In order to connect your Macintosh as an X terminal to another machine,
you will need to take a few preliminary steps.
1) Lanuch MI/X
2) Select File / Preferences... from the menubar.
3) Select Hosts and select "Allow All" or "Allow Listed" accordingly.
If you want to restrict access to your Machine, and still use it as an X terminal,
select "Allow Listed" and add your host's name to the list by clicking the "Add"
button.
These steps will allow the connection of X traffic to your Macintosh. Now, in order
to launch X programs, you will need to use a telnet session. By telneting to your host,
you may tell your host where to send its output by executing the UNIX command
setenv DISPLAY your.Mac's.IP.number:0.0
Of course you will need to replace the text "your.Mac's.IP.number" with the actual
IP number of your Mac. Your machine's name may also work:
for instance if your machine's name is "mars" and its IP number is 109.122.122.1 you could type:
setenv DISPLAY mars:0.0
or failing that
setenv DISPLAY 109.122.122.1:0.0
In the event that your host gives you an error saying "can't open host xxx.xxx.xxx.xxx"
and you have tried both of the setenv commands above, make sure that you have set up
MI/X to allow remote clients as outlined at the top of this document. If you are allowing connections from remote servers, you may also use the UNIX command line to tell a particular X program where to send its output, instead of using the setenv command as above. This is done by passing the -d option. For instance you may execute xclock in the background on your remote host and have the output sent to your Mac by typing:
xclock -d 109.122.122.1:0.0 &
If none of the above methods work, check with your system administrator and make sure that your remote host is allowing X traffic over the network.
Configuring your session
You may choose to use the same twm configurations when using MI/X on your Mac that you use on your UNIX host. By default, MI/X will run its own twm, which will read its configuaration from a system.twmrc which is the same syntax as a .twmrc file on UNIX.
In the system.twmrc, you can execute a command on a remote system using f.exec and rsh. Since Macintoshs don't have an rsh command, it's built into twm. For example:
Button3 = : root : f.menu "RightButtonMenu"
menu "RightButtonMenu"
{
"Remote xterms" f.title
"host1" !("rsh -l username host1 xterm")
"host2" !("rsh -l username host2 xterm")
"host3" !("rsh -l username host3 xterm")
}
Where "username" is the name of the account on the remote machine to run the xterm as. A -display parameter will be appended to the command to redirect the xterm to the MI/X server.

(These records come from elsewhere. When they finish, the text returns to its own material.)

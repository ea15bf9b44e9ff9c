//! # typecodec - Extension Type Codec Registry
//!
//! typecodec lets a data-access layer persist and retrieve application value
//! types the underlying storage engine has no native column type for. Codecs
//! are keyed by runtime type identifier and resolved at bind/read time; when
//! no codec is registered the registry reports "not found" so the caller can
//! fall back to the engine's native column handling.
//!
//! ## Quick Start
//!
//! ```ignore
//! use typecodec::geom::Vec2;
//! use typecodec::registry;
//!
//! // No setup needed: first touch installs the default geometric codecs.
//! let bound = registry::try_bind_value(&mut stmt, 1, &Vec2::new(3.5, -1.25))?;
//! assert!(bound);
//!
//! let v: Option<Vec2> = registry::try_read_as(&row, 0)?;
//! ```
//!
//! ## Architecture
//!
//! ```text
//! ┌──────────────────────────────────────┐
//! │   Table mapping / statement layer    │  (external caller)
//! ├──────────────────────────────────────┤
//! │   registry: TypeId -> Arc<Codec>     │  lookup + delegate
//! ├──────────────────────────────────────┤
//! │   codec: reader/describer/binder     │  blob encode/decode
//! ├──────────────────────────────────────┤
//! │   ColumnSource / BindSink primitives │  (engine-provided)
//! └──────────────────────────────────────┘
//! ```
//!
//! ## Design Goals
//!
//! 1. **Unknown type is not an error**: lookup misses signal native fallback
//! 2. **Atomic registration**: reader, describer and binder live in one
//!    record, a type is fully registered or fully absent
//! 3. **Zero-setup defaults**: lazy first-touch initialization installs the
//!    built-in 2/3/4-component float codecs
//! 4. **Exact persisted layout**: default blobs are 8/12/16 little-endian
//!    bytes, byte-for-byte compatible with existing stored data
//!
//! ## Module Overview
//!
//! - [`geom`]: the built-in value types (`Vec2`, `Vec3`, `Rgba`)
//! - [`codec`]: the `Codec` record, engine primitives, float-blob layout
//! - [`registry`]: per-instance and process-wide registries

pub mod codec;
pub mod geom;
pub mod registry;

pub use codec::{BindSink, Codec, ColumnInfo, ColumnSource};
pub use geom::{Rgba, Vec2, Vec3};
pub use registry::CodecRegistry;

You can also tell MI/X to use a window manager such as mwm on the remote host. This is done by selecting File / Preferences... and selecting the "Preferences" icon on the left. Deselect the checkbox saying "Use local window manager (twm)." You then will need to use telnet to execute your window manager on your remote host.
Mouse Buttons
Since most Macintosh mice only have one button, MI/X defaults to using Option-Click as the middle button and Command-Click as the right button. If you have a 3 button mouse, be sure you have the control panel for the mouse installed. You can then use the mouse's control panel to tell the mouse to output what MI/X expects or use the MI/X preferences dialog to tell MI/X what the mouse will output.
Preferences
Starting MI/X while holding down the command key will bring up the preferences dialog instead of launching the X server.
XDM
MI/X has partial support for XDM (X Display Manager) but it's not done yet.